◆ **Your objective**:
Type out every line of the data again, exactly.

◆ **Records shown**:
//! Tenant-Aware Caching
//!
//! Cache keys are namespaced per tenant (`tenant:{id}:`), so two tenants can
//! never observe each other's entries. Deprovisioning purges the whole
//! namespace.

use crate::error::TenantError;
use crate::tenant::Tenant;
use async_trait::async_trait;
use parking_lot::RwLock;
use std::collections::HashMap;
use std::sync::Arc;

/// Cache backend trait.
///
/// Implement this with your cache of choice (Redis, Memcached, ...).
#[async_trait]
pub trait CacheProvider: Send + Sync {
    async fn get(&self, key: &str) -> Result<Option<Vec<u8>>, TenantError>;

    async fn set(&self, key: &str, value: Vec<u8>) -> Result<(), TenantError>;

    async fn delete(&self, key: &str) -> Result<(), TenantError>;

    /// Delete every key under a prefix (namespace purge)
    async fn delete_prefix(&self, prefix: &str) -> Result<(), TenantError>;
}

/// One tenant's cache namespace.
///
/// Every key is prefixed with the tenant's namespace before it reaches the
/// backend.
#[derive(Clone)]
pub struct TenantCache {
    prefix: String,
    provider: Arc<dyn CacheProvider>,
}

impl TenantCache {
    pub fn new(tenant: &Tenant, provider: Arc<dyn CacheProvider>) -> Self {
        Self {
            prefix: tenant.cache_prefix(),
            provider,
        }
    }

    fn namespaced(&self, key: &str) -> String {
        format!("{}{}", self.prefix, key)
    }

    pub async fn get(&self, key: &str) -> Result<Option<Vec<u8>>, TenantError> {
        self.provider.get(&self.namespaced(key)).await
    }

    pub async fn set(&self, key: &str, value: Vec<u8>) -> Result<(), TenantError> {
        self.provider.set(&self.namespaced(key), value).await
    }

    pub async fn delete(&self, key: &str) -> Result<(), TenantError> {
        self.provider.delete(&self.namespaced(key)).await
    }

    /// Purge this tenant's entire namespace
    pub async fn purge(&self) -> Result<(), TenantError> {
        self.provider.delete_prefix(&self.prefix).await
    }
}

/// In-memory cache for tests and single-node deployments
#[derive(Debug, Default)]
pub struct InMemoryCacheProvider {
    entries: RwLock<HashMap<String, Vec<u8>>>,
}

impl InMemoryCacheProvider {
    pub fn new() -> Self {
        Self::default()
    }

    pub fn len(&self) -> usize {
        self.entries.read().len()
    }

    pub fn is_empty(&self) -> bool {
        self.entries.read().is_empty()
    }
}

#[async_trait]
impl CacheProvider for InMemoryCacheProvider {
    async fn get(&self, key: &str) -> Result<Option<Vec<u8>>, TenantError> {
        Ok(self.entries.read().get(key).cloned())
    }

    async fn set(&self, key: &str, value: Vec<u8>) -> Result<(), TenantError> {
        self.entries.write().insert(key.to_string(), value);
        Ok(())
    }

    async fn delete(&self, key: &str) -> Result<(), TenantError> {
        self.entries.write().remove(key);
        Ok(())
    }

    async fn delete_prefix(&self, prefix: &str) -> Result<(), TenantError> {
        self.entries.write().retain(|key, _| !key.starts_with(prefix));
        Ok(())
    }
}
//! Job file parser module.

mod job;
mod sections;

pub use job::{parse_job_file, parse_job_str, JobParser};
pub use sections::*;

◆ **The answer**:
//! Tenant-Aware Caching
//!
//! Cache keys are namespaced per tenant (`tenant:{id}:`), so two tenants can
//! never observe each other's entries. Deprovisioning purges the whole
//! namespace.

use crate::error::TenantError;
use crate::tenant::Tenant;
use async_trait::async_trait;
use parking_lot::RwLock;
use std::collections::HashMap;
use std::sync::Arc;

/// Cache backend trait.
///
/// Implement this with your cache of choice (Redis, Memcached, ...).
#[async_trait]
pub trait CacheProvider: Send + Sync {
    async fn get(&self, key: &str) -> Result<Option<Vec<u8>>, TenantError>;

    async fn set(&self, key: &str, value: Vec<u8>) -> Result<(), TenantError>;

    async fn delete(&self, key: &str) -> Result<(), TenantError>;

    /// Delete every key under a prefix (namespace purge)
    async fn delete_prefix(&self, prefix: &str) -> Result<(), TenantError>;
}

/// One tenant's cache namespace.
///
/// Every key is prefixed with the tenant's namespace before it reaches the
/// backend.
#[derive(Clone)]
pub struct TenantCache {
    prefix: String,
    provider: Arc<dyn CacheProvider>,
}

impl TenantCache {
    pub fn new(tenant: &Tenant, provider: Arc<dyn CacheProvider>) -> Self {
        Self {
            prefix: tenant.cache_prefix(),
            provider,
        }
    }

    fn namespaced(&self, key: &str) -> String {
        format!("{}{}", self.prefix, key)
    }

    pub async fn get(&self, key: &str) -> Result<Option<Vec<u8>>, TenantError> {
        self.provider.get(&self.namespaced(key)).await
    }

    pub async fn set(&self, key: &str, value: Vec<u8>) -> Result<(), TenantError> {
        self.provider.set(&self.namespaced(key), value).await
    }

    pub async fn delete(&self, key: &str) -> Result<(), TenantError> {
        self.provider.delete(&self.namespaced(key)).await
    }

    /// Purge this tenant's entire namespace
    pub async fn purge(&self) -> Result<(), TenantError> {
        self.provider.delete_prefix(&self.prefix).await
    }
}

/// In-memory cache for tests and single-node deployments
#[derive(Debug, Default)]
pub struct InMemoryCacheProvider {
    entries: RwLock<HashMap<String, Vec<u8>>>,
}

impl InMemoryCacheProvider {
    pub fn new() -> Self {
        Self::default()
    }

    pub fn len(&self) -> usize {
        self.entries.read().len()
    }

    pub fn is_empty(&self) -> bool {
        self.entries.read().is_empty()
    }
}

#[async_trait]
impl CacheProvider for InMemoryCacheProvider {
    async fn get(&self, key: &str) -> Result<Option<Vec<u8>>, TenantError> {
        Ok(self.entries.read().get(key).cloned())
    }

    async fn set(&self, key: &str, value: Vec<u8>) -> Result<(), TenantError> {
        self.entries.write().insert(key.to_string(), value);
        Ok(())
    }

    async fn delete(&self, key: &str) -> Result<(), TenantError> {
        self.entries.write().remove(key);
        Ok(())
    }

    async fn delete_prefix(&self, prefix: &str) -> Result<(), TenantError> {
        self.entries.write().retain(|key, _| !key.starts_with(prefix));
        Ok(())
    }
}
//! Job file parser module.

mod job;
mod sections;

pub use job::{parse_job_file, parse_job_str, JobParser};
pub use sections::*;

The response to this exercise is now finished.